Para os objetivos deste estudo, essas duas grandes estratégias são abordadas como definidoras de uma nova ordem simbólica hegemônica no écran do campo da produção. Além disso, vamos considerar que a capacidade de manter ou modificar as relações de força no campo está relacionada à posição que cada agente ocupa na estrutura dele. O acúmulo de capitais em cada posição depende da capacidade institucional-cognitiva para produzir modelos de realidade urbana num contexto de profundas transformações nas condições objetivas da sociedade, conforme mostrado no capítulo 3. É por essa via que se pode sugerir a emergência de um processo de subversão simbólica operada por agentes especializados no interior do campo.

Antes de prosseguir devo, para melhor entendimento do que foi dito até agora e do que virá a seguir, salientar que modelos de realidade urbana são aqui tomados como posições no campo de forças e de lutas, que balizam a correlação de forças internas ao campo em determinado momento.

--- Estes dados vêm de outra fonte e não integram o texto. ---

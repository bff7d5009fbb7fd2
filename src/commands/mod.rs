pub mod config;
pub mod diff;
pub mod schedule;

use std::path::Path;

use anyhow::{Context, Result};
use caldir_scheduling::CalendarObject;

/// Read and parse a .ics file.
pub fn read_calendar(path: &Path) -> Result<CalendarObject> {
    let content = std::fs::read_to_string(path)
        .with_context(|| format!("Could not read {}", path.display()))?;
    CalendarObject::from_ics(&content).with_context(|| format!("Could not parse {}", path.display()))
}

No esquema abaixo, oferecemos uma caracterização de modelos de realidade em termos da combinação do capital social, econômico e cultural. Considera-se que modelos hegemônicos no campo, podem, pela sua transposição para a sociedade em geral, ser mobilizados como violência simbólica entre as classes, como sociodicéia, ou seja, explicação válida, que justifica a dominação legítima da metrópole. Com isso, é possível avançar na

compreensão da influência que a classe de agentes, aqui considerada, exerce sobre a ordem urbana e, por extensão, sobre a própria ordem social.

Assim, torna-se imperativo para a compreensão tanto da lógica do campo de produção quanto dos modos de dominação organizada da metrópole, a análise dos dois modelos de maior carteira de capital: o “direito à cidade” e a “cidade-mercado”. Buscar-se-á caracterizá- los, tanto quanto possível, como dois tipos “puros” de dominação legítima da metrópole e, por essa via, tentar compreender o curso dos eventos e as relações causais que conduziram o campo a essa configuração. A legitimidade aqui aludida não é atribuída de forma arbitrária no âmbito deste estudo. Ela emana dos circuitos de consagração e legitimação do próprio campo, instâncias que, por estarem situadas em posições privilegiadas, possuem a prerrogativa de validar, difundir e financiar determinadas práticas de produção do espaço.